Trump l’ha anche voluta con un ruolo specifico alla Casa Bianca, dove è stata nominata consigliera speciale per l’Office of Faith and Opportunity, una sorta di agenzia che dovrebbe presentare delle raccomandazioni al presidente quando delle decisioni politiche riguardano tematiche interessate da soggetti religiosi.
White è una personalità che crea polemiche. Durante la campagna del 2016 contro Clinton usò toni apocalittici per mettere in guardia da una possibile vittoria della democratica. Quando Trump era in difficoltà contro Hillary, White si levò contro “gli spiriti di Gezabele” – leggi le donne che si schieravano contro il repubblicano – che cospiravano per sconfiggere Trump. In una delle performance più di “successo” di White, lo scorso gennaio, la tele-evangelista invocò il nome di Gesù perché ponesse fine a “tutte le gravidanze sataniche”. Fu male interpretata, disse.
È una donna che ha molto in comune con Trump. Anche se ascrivibile alla destra, la necessità di finanziamenti l’ha portata a sostenere cause e persone molto distanti dal movimento evangelico. Prima di essere consigliera di Trump era stata infatti consigliera spirituale di Michael Jackson ed era stata una delle oratrici per l’ottantesimo compleanno della poetessa Maya Angelou.
Come Trump è anche una personalità estremamente divisiva all’interno della sua stessa comunità di riferimento. Nel passato le accuse di magia nera verso mormoni e cattolici le avevano attirato le critiche degli evangelici mainstream. I quali, oggi, sono costretti a collaborare con lei, visto il ruolo di liason con l’amministrazione trumpiana, della quale incarna benissimo l’anima del marketing, con un tocco di spiritualità.

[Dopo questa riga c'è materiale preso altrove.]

use std::{
    collections::HashMap,
    net::SocketAddr,
    ops::{Deref, DerefMut},
};

use cookie::{Cookie, CookieJar};
use http::{header, Request as RawRequest};

use crate::{
    binding::Values,
    body::Body,
    codec::{self, BodyFormat},
    scope::CancelState,
};

/// Struct that wraps a raw request + the transport-supplied trimmings:
/// router path captures, cookies, the peer address and the cancellation
/// state of the exchange.
pub struct Request {
    #[doc(hidden)]
    inner: RawRequest<Body>,
    #[doc(hidden)]
    captures: HashMap<String, String>,
    #[doc(hidden)]
    cookies: CookieJar,
    #[doc(hidden)]
    peer_addr: Option<SocketAddr>,
    #[doc(hidden)]
    cancel: Option<CancelState>,
    #[doc(hidden)]
    form: Option<Values>,
}

impl Request {
    #[doc(hidden)]
    pub fn new(raw: RawRequest<Body>, peer_addr: Option<SocketAddr>) -> Self {
        Request {
            inner: raw,
            captures: Default::default(),
            cookies: Default::default(),
            peer_addr,
            cancel: None,
            form: None,
        }
    }

    /// Wire the cancellation state handed out by
    /// [`CancelHandle`](crate::scope::CancelHandle). Requests without one
    /// never observe a cancellation.
    pub fn with_cancellation(mut self, cancel: CancelState) -> Self {
        self.cancel = Some(cancel);
        self
    }

    /// Return the peer SocketAddr if one was available when receiving the
    /// request
    #[inline]
    pub fn peer_addr(&self) -> Option<&SocketAddr> {
        self.peer_addr.as_ref()
    }

    /// Access the captured variables from the request path. E.g. a path
    /// composed as `/user/{user_id}/profile` will store a capture named
    /// `"user_id"`.
    #[inline]
    pub fn captures(&self) -> &HashMap<String, String> {
        &self.captures
    }

    /// Access the captured variables from the request path, in a mutable
    /// way. This is how the hosting router deposits its captures.
    #[inline]
    pub fn captures_mut(&mut self) -> &mut HashMap<String, String> {
        &mut self.captures
    }

    /// Get the cookies sent by the browsers.
    ///
    /// Before accessing cookies, you will need to parse them, it is done
    /// with the [`parse_cookies`](#method.parse_cookies) method
    #[inline]
    pub fn cookies(&self) -> &CookieJar {
        &self.cookies
    }

    /// Get the cookies sent by the browsers in a mutable way
    #[inline]
    pub fn cookies_mut(&mut self) -> &mut CookieJar {
        &mut self.cookies
    }

    /// Parse cookies from the Cookie header
    pub fn parse_cookies(&mut self) {
        let jar = &mut self.cookies;
        if let Some(cookie_iter) = self
            .inner
            .headers()
            .get(header::COOKIE)
            .and_then(|cookies| cookies.to_str().ok())
            .map(|cookies_str| cookies_str.split("; "))
            .map(|cookie_iter| cookie_iter.filter_map(|cookie_s| Cookie::parse(cookie_s.to_string()).ok()))
        {
            cookie_iter.for_each(|c| jar.add_original(c));
        }
    }

    /// Parsed query string as a multi-valued map; malformed input yields an
    /// empty one.
    pub fn query(&self) -> Values {
        self.inner.uri().query().map(Values::from_query).unwrap_or_default()
    }

    /// Urlencoded form body merged with the query string, body pairs first.
    /// Cached after the first call; the body is only read once. Malformed
    /// input yields an empty map, never an error.
    pub async fn form(&mut self) -> Values {
        if self.form.is_none() {
            let parsed = self.parse_form().await;
            self.form = Some(parsed);
        }
        self.form.clone().unwrap_or_default()
    }

    async fn parse_form(&mut self) -> Values {
        let mut values = Values::new();

        let is_form = self
            .inner
            .headers()
            .get(header::CONTENT_TYPE)
            .and_then(|v| v.to_str().ok())
            .map(|v| BodyFormat::from_essence(codec::essence(v)) == Some(BodyFormat::Form))
            .unwrap_or(false);

        if is_form {
            match self.inner.body_mut().load().await {
                Ok(bytes) => match Values::try_from_bytes(&bytes) {
                    Ok(parsed) => values.extend(parsed),
                    Err(e) => {
                        debug!("malformed form body, falling back to an empty map: {}", e);
                        return Values::new();
                    }
                },
                Err(e) => {
                    debug!("unable to read form body: {}", e);
                    return Values::new();
                }
            }
        }

        values.extend(self.query());
        values
    }

    pub(crate) fn cancel(&self) -> Option<&CancelState> {
        self.cancel.as_ref()
    }
}

impl Deref for Request {
    type Target = RawRequest<Body>;

    fn deref(&self) -> &Self::Target {
        &self.inner
    }
}

impl DerefMut for Request {
    fn deref_mut(&mut self) -> &mut Self::Target {
        &mut self.inner
    }
}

Già, perché la tele-evangelista è molto ricca. Fa parte di quel gruppo di predicatori noti con l’etichetta dei teologi della prosperità. UN’etichetta che rifiuta ma che descrive bene la sua “proposta spirituale”. Un approccio alla religione che si riassume in poche parole: se sei ricco significa che sei nella grazia di dio. Un’idea della religione accompagnata da un corollario. Se sei ricco e fai delle donazioni alla mega chiesa di White, la salvezza è assicurata.
E sui soldi, tanti, che riceve, aveva provato a investigare, senza successo, anche la commissione finanze del senato, guidata dal senatore Chuck Grassley, repubblicano dell’Iowa, uno dei facilitatori di Trump in Senato. Soldi che sarebbero alla base dell’azione politica di White, che chiede che le chiese paghino meno tasse (o nessuna).

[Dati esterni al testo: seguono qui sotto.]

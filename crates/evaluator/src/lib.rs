//! StatusHA evaluator: reduces a service's partition ownership table to the
//! weakest safety level found, and counts primary partitions per process.

#![forbid(unsafe_code)]

use rustc_hash::FxHashMap;
use statusha_core::{ClusterError, Member, PartitionedService, SafetyStatus, FIRST_BACKUP, UNOWNED_PID};
use tracing::debug;

/// Primary partitions owned per process id (`-1` = unowned).
pub type OwnershipDistribution = FxHashMap<i64, u32>;

/// Counters describing one status scan.
#[derive(Debug, Clone, Copy, PartialEq, Eq, serde::Serialize)]
pub struct ScanDebugInfo {
    pub partitions: u32,
    pub scanned: u32,
    /// Level the scan started from (capped without a placement strategy).
    pub ceiling: SafetyStatus,
    /// First partition that brought the status down to its final value.
    pub weakest_partition: Option<u32>,
    pub short_circuited: bool,
}

/// Starting level for a service: without a placement strategy nothing better
/// than machine safety can be claimed.
pub fn initial_status(service: &dyn PartitionedService) -> SafetyStatus {
    if service.has_placement_strategy() { SafetyStatus::SiteSafe } else { SafetyStatus::MachineSafe }
}

/// Apply one partition's owners to the running `status`.
///
/// The site and rack steps only fire while the status is still at that level;
/// the machine check applies to every partition and pins the status to
/// `NodeSafe`.
pub fn classify_partition(primary: Option<&Member>, backup: Option<&Member>, status: SafetyStatus) -> SafetyStatus {
    let (primary, backup) = match (primary, backup) {
        (Some(p), Some(b)) if !p.same_identity(b) => (p, b),
        _ => return SafetyStatus::Endangered,
    };
    let mut status = status;
    if status == SafetyStatus::SiteSafe && !distinct_names(primary.site_name(), backup.site_name()) {
        status = SafetyStatus::RackSafe;
    }
    if status == SafetyStatus::RackSafe && !distinct_names(primary.rack_name(), backup.rack_name()) {
        status = SafetyStatus::MachineSafe;
    }
    if primary.machine_id == backup.machine_id {
        status = SafetyStatus::NodeSafe;
    }
    status
}

// Both named and different. A missing name never counts as isolation.
fn distinct_names(a: Option<&str>, b: Option<&str>) -> bool {
    matches!((a, b), (Some(a), Some(b)) if a != b)
}

/// Worst-case HA status of the service.
pub fn evaluate_status(service: &dyn PartitionedService) -> SafetyStatus {
    evaluate_status_with_debug(service).0
}

/// Like [`evaluate_status`], also returning how the scan went.
pub fn evaluate_status_with_debug(service: &dyn PartitionedService) -> (SafetyStatus, ScanDebugInfo) {
    let ceiling = initial_status(service);
    let count = service.partition_count();
    let mut dbg = ScanDebugInfo { partitions: count, scanned: 0, ceiling, weakest_partition: None, short_circuited: false };
    let mut status = ceiling;
    for i in 0..count {
        let primary = service.primary_owner(i);
        let backup = service.backup_owner(i, FIRST_BACKUP);
        let next = classify_partition(primary.as_ref(), backup.as_ref(), status);
        dbg.scanned += 1;
        if next < status {
            dbg.weakest_partition = Some(i);
        }
        status = next;
        if status == SafetyStatus::Endangered {
            debug!(partition = i, primary = ?primary.map(|m| m.id), backup = ?backup.map(|m| m.id), "endangered partition; stopping scan");
            dbg.short_circuited = i + 1 < count;
            break;
        }
    }
    (status, dbg)
}

/// Count primary partitions per owning process id.
///
/// Fails if an owner reports a process name that is not a number.
pub fn ownership_distribution(service: &dyn PartitionedService) -> Result<OwnershipDistribution, ClusterError> {
    let mut out = OwnershipDistribution::default();
    for i in 0..service.partition_count() {
        let pid = match service.primary_owner(i) {
            Some(owner) => owner.process_id()?,
            None => UNOWNED_PID,
        };
        *out.entry(pid).or_insert(0) += 1;
    }
    Ok(out)
}

/// Status and ownership of one service, computed in two independent passes.
#[derive(Debug, Clone, PartialEq, Eq, serde::Serialize)]
pub struct ServiceReport {
    pub status: SafetyStatus,
    pub partitions: u32,
    pub ownership: std::collections::BTreeMap<i64, u32>,
}

/// Status plus ownership distribution of one service.
pub fn report(service: &dyn PartitionedService) -> Result<ServiceReport, ClusterError> {
    let status = evaluate_status(service);
    let ownership = ownership_distribution(service)?.into_iter().collect();
    Ok(ServiceReport { status, partitions: service.partition_count(), ownership })
}

#[cfg(test)]
mod tests {
    use super::*;

    fn m(id: u32, site: Option<&str>, rack: Option<&str>, machine: i32) -> Member {
        Member {
            id,
            site_name: site.map(str::to_string),
            rack_name: rack.map(str::to_string),
            machine_id: machine,
            process_name: format!("{}", 1000 + id),
        }
    }

    #[test]
    fn missing_or_shared_owner_is_endangered() {
        let a = m(1, Some("s1"), Some("r1"), 1);
        let b = m(2, Some("s2"), Some("r2"), 2);
        assert_eq!(classify_partition(None, Some(&b), SafetyStatus::SiteSafe), SafetyStatus::Endangered);
        assert_eq!(classify_partition(Some(&a), None, SafetyStatus::SiteSafe), SafetyStatus::Endangered);
        assert_eq!(classify_partition(Some(&a), Some(&a), SafetyStatus::SiteSafe), SafetyStatus::Endangered);
    }

    #[test]
    fn fully_separated_pair_keeps_site_safety() {
        let a = m(1, Some("s1"), Some("r1"), 1);
        let b = m(2, Some("s2"), Some("r2"), 2);
        assert_eq!(classify_partition(Some(&a), Some(&b), SafetyStatus::SiteSafe), SafetyStatus::SiteSafe);
    }

    #[test]
    fn unnamed_site_falls_through_to_rack() {
        let a = m(1, None, Some("r1"), 1);
        let b = m(2, Some("s2"), Some("r2"), 2);
        assert_eq!(classify_partition(Some(&a), Some(&b), SafetyStatus::SiteSafe), SafetyStatus::RackSafe);
        let c = m(3, None, None, 3);
        assert_eq!(classify_partition(Some(&a), Some(&c), SafetyStatus::SiteSafe), SafetyStatus::MachineSafe);
    }

    #[test]
    fn same_machine_overrides_other_levels() {
        let a = m(1, Some("s1"), Some("r1"), 9);
        let b = m(2, Some("s2"), Some("r2"), 9);
        assert_eq!(classify_partition(Some(&a), Some(&b), SafetyStatus::SiteSafe), SafetyStatus::NodeSafe);
        assert_eq!(classify_partition(Some(&a), Some(&b), SafetyStatus::MachineSafe), SafetyStatus::NodeSafe);
    }

    #[test]
    fn rack_step_is_skipped_below_rack_level() {
        let a = m(1, Some("s1"), Some("r1"), 1);
        let b = m(2, Some("s1"), Some("r1"), 2);
        assert_eq!(classify_partition(Some(&a), Some(&b), SafetyStatus::NodeSafe), SafetyStatus::NodeSafe);
        assert_eq!(classify_partition(Some(&a), Some(&b), SafetyStatus::MachineSafe), SafetyStatus::MachineSafe);
    }
}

Una donna pastore che deve mettere una pezza alla perdita di consenso tra gli evangelici donne. Perché è proprio con le donne che Trump rischia di più. Un sondaggio recente dell’American Enterprise Institute ha infatti messo in evidenza la capacità di espansione in quest’elettorato da parte di Joe Biden, il candidato democratico. Secondo la ricerca se la presa di Trump sugli uomini evangelici resta stabile, è quella sulle donne evangeliche si allenta. Il 76 per cento degli elettori evangelici infatti oggi voterebbe per Trump, ma se consideriamo solo le donne si arriva al 63 per cento.
Solo frutto di errori di Trump? Non solo Joe Biden probabilmente spaventa meno quest’elettorato di quanto potrebbe fare un altro candidato. Un recente sondaggio di Fox News indica che un elettore evangelico su tre ha un’opinione favorevole di Biden. Era il dodici per cento nel 2016 per Clinton. Secondo Michael Wear, che si occupato degli elettori religiosi per Obama nel 2012:
Se Joe Biden prende il 23 per cento del voto evangelico bianco, ha vinto le elezioni
Per questo la campagna di Biden ha preso di mira le donne bianche evangeliche e i millenials religiosi. E ha organizzato momenti religiosi comuni che vanno sotto il nome di “Believers for Biden”, credenti per Biden. Assieme ad altri movimenti, come “Christians for Biden” l’obiettivo è convincere quanti più persone possibili in questo difficile elettorato per i democratici.